**INSTRUCTIONS FOR THE TASK**: The expected answer is a copy of every line in the listing that has the word "actions".

━━━━━ PROVIDED MATERIAL ━━━━━

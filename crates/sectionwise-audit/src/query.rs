//! Sorting, filtering and pagination of audit entries.

use serde::{Deserialize, Serialize};

use crate::{AuditEntry, AuditError, Category, Severity};

/// Page size used when the caller gives none.
pub const DEFAULT_LIMIT: usize = 50;

/// Largest accepted page size.
pub const MAX_LIMIT: usize = 100;

/// Parameters of an audit log query.
#[derive(Debug, Clone, Copy, Default, PartialEq, Eq, Serialize, Deserialize)]
#[serde(rename_all = "camelCase")]
pub struct AuditQuery {
    /// 1-based page number.
    pub page: Option<usize>,
    /// Entries per page.
    pub limit: Option<usize>,
    /// Keep only this severity.
    pub severity: Option<Severity>,
    /// Keep only this category.
    pub category: Option<Category>,
}

impl AuditQuery {
    /// Builds a query from loosely typed parameters, where `"all"` or an
    /// empty string means no filter.
    pub fn from_params(
        page: Option<usize>,
        limit: Option<usize>,
        severity: Option<&str>,
        category: Option<&str>,
    ) -> Result<Self, AuditError> {
        Ok(Self {
            page,
            limit,
            severity: wanted(severity).map(str::parse::<Severity>).transpose()?,
            category: wanted(category).map(str::parse::<Category>).transpose()?,
        })
    }

    /// Returns the effective page, at least 1.
    #[must_use]
    pub fn effective_page(&self) -> usize {
        self.page.unwrap_or(1).max(1)
    }

    /// Returns the effective limit, within `1..=MAX_LIMIT`.
    #[must_use]
    pub fn effective_limit(&self) -> usize {
        match self.limit {
            None | Some(0) => DEFAULT_LIMIT,
            Some(limit) => limit.min(MAX_LIMIT),
        }
    }

    fn matches(&self, entry: &AuditEntry) -> bool {
        self.severity.map_or(true, |s| entry.severity == s)
            && self.category.map_or(true, |c| entry.category == c)
    }
}

fn wanted(value: Option<&str>) -> Option<&str> {
    value
        .map(str::trim)
        .filter(|v| !v.is_empty() && !v.eq_ignore_ascii_case("all"))
}

/// Pagination block of an [`AuditPage`].
#[derive(Debug, Clone, Copy, PartialEq, Eq, Serialize, Deserialize)]
#[serde(rename_all = "camelCase")]
pub struct Pagination {
    /// Current page.
    pub page: usize,
    /// Page size.
    pub limit: usize,
    /// Entries matching the filters.
    pub total: usize,
    /// Number of pages.
    pub total_pages: usize,
}

/// Entry counts per severity, over the unfiltered log.
#[derive(Debug, Clone, Copy, Default, PartialEq, Eq, Serialize, Deserialize)]
pub struct SeveritySummary {
    /// Info entries.
    pub info: usize,
    /// Warning entries.
    pub warning: usize,
    /// Critical entries.
    pub critical: usize,
}

impl SeveritySummary {
    fn count(entries: &[AuditEntry]) -> Self {
        entries
            .iter()
            .fold(Self::default(), |mut summary, entry| {
                match entry.severity {
                    Severity::Info => summary.info += 1,
                    Severity::Warning => summary.warning += 1,
                    Severity::Critical => summary.critical += 1,
                }
                summary
            })
    }
}

/// One page of the audit log.
#[derive(Debug, Clone, PartialEq, Serialize, Deserialize)]
#[serde(rename_all = "camelCase")]
pub struct AuditPage {
    /// Entries on this page, newest first.
    pub entries: Vec<AuditEntry>,
    /// Pagination details.
    pub pagination: Pagination,
    /// Severity counts before filtering.
    pub summary: SeveritySummary,
}

/// Sorts newest first, filters, and cuts out the requested page.
#[must_use]
pub fn apply_query(mut entries: Vec<AuditEntry>, query: &AuditQuery) -> AuditPage {
    entries.sort_by(|a, b| b.timestamp.cmp(&a.timestamp));
    let summary = SeveritySummary::count(&entries);

    let filtered: Vec<AuditEntry> = entries.into_iter().filter(|e| query.matches(e)).collect();

    let page = query.effective_page();
    let limit = query.effective_limit();
    let total = filtered.len();
    let entries = filtered
        .into_iter()
        .skip((page - 1).saturating_mul(limit))
        .take(limit)
        .collect();

    AuditPage {
        entries,
        pagination: Pagination {
            page,
            limit,
            total,
            total_pages: total.div_ceil(limit),
        },
        summary,
    }
}
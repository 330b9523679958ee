//! The LMS gateway seam.

use std::future::Future;

use crate::{
    Course, CourseId, Enrollment, EnrollmentId, EnrollmentQuery, LmsError, NewEnrollment,
    NewPost, NewSection, Post, PostQuery, Section, User,
};

/// Request/response access to the LMS REST surface.
///
/// Every call is a suspension point and callers must not assume atomicity
/// across two calls. Implementations perform no business logic and no
/// retries.
pub trait LmsGateway: Send + Sync {
    /// Fetches a course.
    fn get_course(&self, course: CourseId)
        -> impl Future<Output = Result<Course, LmsError>> + Send;

    /// Fetches the user the credential belongs to.
    fn current_user(&self) -> impl Future<Output = Result<User, LmsError>> + Send;

    /// Lists enrollment records matching `query`.
    fn list_enrollments(
        &self,
        course: CourseId,
        query: &EnrollmentQuery,
    ) -> impl Future<Output = Result<Vec<Enrollment>, LmsError>> + Send;

    /// Lists every section of the course.
    fn list_sections(
        &self,
        course: CourseId,
    ) -> impl Future<Output = Result<Vec<Section>, LmsError>> + Send;

    /// Creates a section.
    fn create_section(
        &self,
        course: CourseId,
        section: &NewSection,
    ) -> impl Future<Output = Result<Section, LmsError>> + Send;

    /// Creates an enrollment record.
    fn create_enrollment(
        &self,
        course: CourseId,
        enrollment: &NewEnrollment,
    ) -> impl Future<Output = Result<Enrollment, LmsError>> + Send;

    /// Deletes an enrollment record.
    fn delete_enrollment(
        &self,
        course: CourseId,
        enrollment: EnrollmentId,
    ) -> impl Future<Output = Result<(), LmsError>> + Send;

    /// Creates a discussion post.
    fn create_discussion_post(
        &self,
        course: CourseId,
        post: &NewPost,
    ) -> impl Future<Output = Result<Post, LmsError>> + Send;

    /// Lists discussion posts.
    fn list_discussion_posts(
        &self,
        course: CourseId,
        query: PostQuery,
    ) -> impl Future<Output = Result<Vec<Post>, LmsError>> + Send;
}
//! Integration tests for the dashboard HTTP API.
//!
//! These tests run the API server on a real socket and talk to it with an
//! HTTP client, covering the allocation workflow, error bodies, CORS and
//! concurrent requests.

mod common;

use std::time::Duration;

use common::{spawn, Canvas, COURSE_ID, TOKEN};
use reqwest::{Client, StatusCode};
use sectionwise_core::{create_router, Config, CourseSession};
use sectionwise_lms::memory::MemoryLms;
use sectionwise_lms::{CourseId, LmsGateway, Role, User};
use serde_json::{json, Value};

/// Spawns the API server on an ephemeral port and returns its base URL.
async fn spawn_api<G: LmsGateway + 'static>(session: CourseSession<G>) -> String {
    let listener = tokio::net::TcpListener::bind("127.0.0.1:0")
        .await
        .expect("Failed to bind");
    let base_url = format!("http://{}", listener.local_addr().expect("Failed to get local addr"));

    let router = create_router(session);
    tokio::spawn(async move {
        axum::serve(listener, router).await.expect("Server failed");
    });

    base_url
}

fn http() -> Client {
    Client::builder()
        .timeout(Duration::from_secs(5))
        .build()
        .expect("Failed to build client")
}

/// Eight students in one external section, two facilitators.
fn memory_course() -> MemoryLms {
    let lms = MemoryLms::with_course(7);
    let online = lms.seed_section("Online", None);
    for i in 0..8_u64 {
        lms.seed_enrollment(User::new(200 + i, format!("Student {i}")), Role::Student, Some(online));
    }
    lms.seed_enrollment(User::new(10_u64, "Grace"), Role::Teacher, None);
    lms.seed_enrollment(User::new(11_u64, "Alan"), Role::Teacher, None);
    lms
}

async fn get_json(client: &Client, url: &str) -> (StatusCode, Value) {
    let response = client.get(url).send().await.expect("request failed");
    let status = response.status();
    (status, response.json().await.expect("response should be JSON"))
}

async fn post_json(client: &Client, url: &str, body: &Value) -> (StatusCode, Value) {
    let response = client.post(url).json(body).send().await.expect("request failed");
    let status = response.status();
    (status, response.json().await.expect("response should be JSON"))
}

// ============================================================================
// Workflow
// ============================================================================

#[tokio::test]
async fn test_plan_commit_then_overview() {
    let base = spawn_api(CourseSession::new(memory_course(), CourseId(7), Config::default())).await;
    let client = http();

    let (status, plan) = post_json(&client, &format!("{base}/api/allocation/plan"), &json!({})).await;
    assert_eq!(status, StatusCode::OK);
    assert_eq!(plan["totalStudents"], 8);
    assert_eq!(plan["perSection"], 4);
    assert_eq!(plan["sections"][1]["displayName"], "Tutorial Group B - Alan");

    let (status, outcome) = post_json(&client, &format!("{base}/api/allocation/commit"), &plan).await;
    assert_eq!(status, StatusCode::OK);
    assert_eq!(outcome["allocated"], 8);
    assert_eq!(outcome["failed"], 0);
    assert_eq!(outcome["createdSections"], json!(["Tutorial Group A", "Tutorial Group B"]));

    let (status, overview) = get_json(&client, &format!("{base}/api/course")).await;
    assert_eq!(status, StatusCode::OK);
    assert_eq!(overview["stats"]["unassignedStudents"], 0);
    assert_eq!(overview["stats"]["toolSections"], 2);
    let ratios: Vec<&str> = overview["sections"]
        .as_array()
        .expect("sections")
        .iter()
        .filter(|s| s["provenance"] == "tool")
        .filter_map(|s| s["ratio"].as_str())
        .collect();
    assert_eq!(ratios, vec!["1:4", "1:4"]);

    let (status, audit) = get_json(&client, &format!("{base}/api/audit?category=allocation")).await;
    assert_eq!(status, StatusCode::OK);
    assert_eq!(audit["pagination"]["total"], 1);
    assert_eq!(audit["entries"][0]["action"], "Auto-Allocation Completed");
    assert_eq!(audit["entries"][0]["metadata"]["allocated"], 8);
}

#[tokio::test]
async fn test_move_with_justification_shows_in_audit() {
    let lms = MemoryLms::with_course(7);
    let from = lms.seed_section("Online", None);
    let to = lms.seed_section("Tutorial Group A", Some("SM_1_Tutorial_Group_A"));
    lms.seed_enrollment(User::new(200_u64, "Ada"), Role::Student, Some(from));
    let base = spawn_api(CourseSession::new(lms, CourseId(7), Config::default())).await;
    let client = http();

    let (status, _) = post_json(
        &client,
        &format!("{base}/api/students/move"),
        &json!({
            "studentId": 200,
            "fromSectionId": from.0,
            "toSectionId": to.0,
            "justification": "Clinical placement clash"
        }),
    )
    .await;
    assert_eq!(status, StatusCode::OK);

    let (_, audit) = get_json(&client, &format!("{base}/api/audit?severity=warning")).await;
    assert_eq!(audit["pagination"]["total"], 1);
    assert_eq!(audit["entries"][0]["action"], "Student Moved");
    assert_eq!(audit["entries"][0]["justification"], "Clinical placement clash");
    assert_eq!(audit["entries"][0]["category"], "move");
}

// ============================================================================
// Errors
// ============================================================================

#[tokio::test]
async fn test_error_bodies() {
    let lms = MemoryLms::with_course(7);
    lms.seed_section("Tutorial Group A", None);
    lms.seed_enrollment(User::new(200_u64, "Ada"), Role::Student, None);
    let base = spawn_api(CourseSession::new(lms, CourseId(7), Config::default())).await;
    let client = http();

    let (status, body) = post_json(
        &client,
        &format!("{base}/api/sections"),
        &json!({"name": "  tutorial group a "}),
    )
    .await;
    assert_eq!(status, StatusCode::CONFLICT);
    assert_eq!(body["kind"], "duplicate_section_name");

    let (status, body) = post_json(&client, &format!("{base}/api/sections"), &json!({"name": "   "})).await;
    assert_eq!(status, StatusCode::BAD_REQUEST);
    assert_eq!(body["kind"], "invalid_request");

    let (status, body) = post_json(&client, &format!("{base}/api/allocation/auto"), &json!({})).await;
    assert_eq!(status, StatusCode::UNPROCESSABLE_ENTITY);
    assert_eq!(body["kind"], "no_facilitators");
    assert!(body.get("entityId").is_none());

    let (status, body) = get_json(&client, &format!("{base}/api/audit?category=nonsense")).await;
    assert_eq!(status, StatusCode::BAD_REQUEST);
    assert_eq!(body["kind"], "invalid_request");
}

#[tokio::test]
async fn test_unknown_route_is_not_found() {
    let base = spawn_api(CourseSession::new(MemoryLms::with_course(7), CourseId(7), Config::default())).await;
    let response = http()
        .get(format!("{base}/api/nowhere"))
        .send()
        .await
        .expect("request failed");
    assert_eq!(response.status(), StatusCode::NOT_FOUND);
}

// ============================================================================
// Transport
// ============================================================================

#[tokio::test]
async fn test_cors_allows_any_origin() {
    let base = spawn_api(CourseSession::new(MemoryLms::with_course(7), CourseId(7), Config::default())).await;

    let response = http()
        .get(format!("{base}/api/course"))
        .header("Origin", "http://localhost:5173")
        .send()
        .await
        .expect("request failed");

    assert_eq!(response.status(), StatusCode::OK);
    assert_eq!(
        response
            .headers()
            .get("access-control-allow-origin")
            .and_then(|v| v.to_str().ok()),
        Some("*")
    );
}

#[tokio::test]
async fn test_concurrent_overview_requests() {
    let base = spawn_api(CourseSession::new(memory_course(), CourseId(7), Config::default())).await;
    let client = http();

    let requests = (0..10).map(|_| {
        let client = client.clone();
        let url = format!("{base}/api/course");
        tokio::spawn(async move { get_json(&client, &url).await })
    });

    for handle in requests.collect::<Vec<_>>() {
        let (status, body) = handle.await.expect("task panicked");
        assert_eq!(status, StatusCode::OK);
        assert_eq!(body["stats"]["totalStudents"], 8);
    }
}

#[tokio::test]
async fn test_dashboard_over_canvas() {
    let mut canvas = Canvas::default();
    let online = canvas.add_section("NRSG100 Online", None);
    for user in 100..104 {
        canvas.enroll(user, &format!("Student {user}"), "StudentEnrollment", Some(online));
    }
    let fake = spawn(canvas).await;
    let config = Config::default().with_overrides(
        Some(fake.base_url.clone()),
        Some(TOKEN.to_string()),
        Some(COURSE_ID),
    );
    let base = spawn_api(CourseSession::connect(config).expect("session")).await;
    let client = http();

    let (status, body) = post_json(&client, &format!("{base}/api/setup"), &json!({})).await;
    assert_eq!(status, StatusCode::OK);
    assert_eq!(body["course"]["name"], "Foundations of Nursing");

    let (status, body) = post_json(&client, &format!("{base}/api/staff/promote"), &json!({})).await;
    assert_eq!(status, StatusCode::OK);
    assert_eq!(body["userId"], 1);

    let (status, outcome) = post_json(&client, &format!("{base}/api/allocation/auto"), &json!({})).await;
    assert_eq!(status, StatusCode::OK);
    assert_eq!(outcome["allocated"], 4);
    assert_eq!(outcome["createdSections"], json!(["Tutorial Group A"]));

    let (_, audit) = get_json(&client, &format!("{base}/api/audit")).await;
    let actions: Vec<&str> = audit["entries"]
        .as_array()
        .expect("entries")
        .iter()
        .filter_map(|e| e["action"].as_str())
        .collect();
    assert_eq!(actions, vec!["Auto-Allocation Completed", "Facilitator Promoted"]);
}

━━━━━

**OUTPUT FOR THIS TASK**:
    let actions: Vec<&str> = audit["entries"]
    assert_eq!(actions, vec!["Auto-Allocation Completed", "Facilitator Promoted"]);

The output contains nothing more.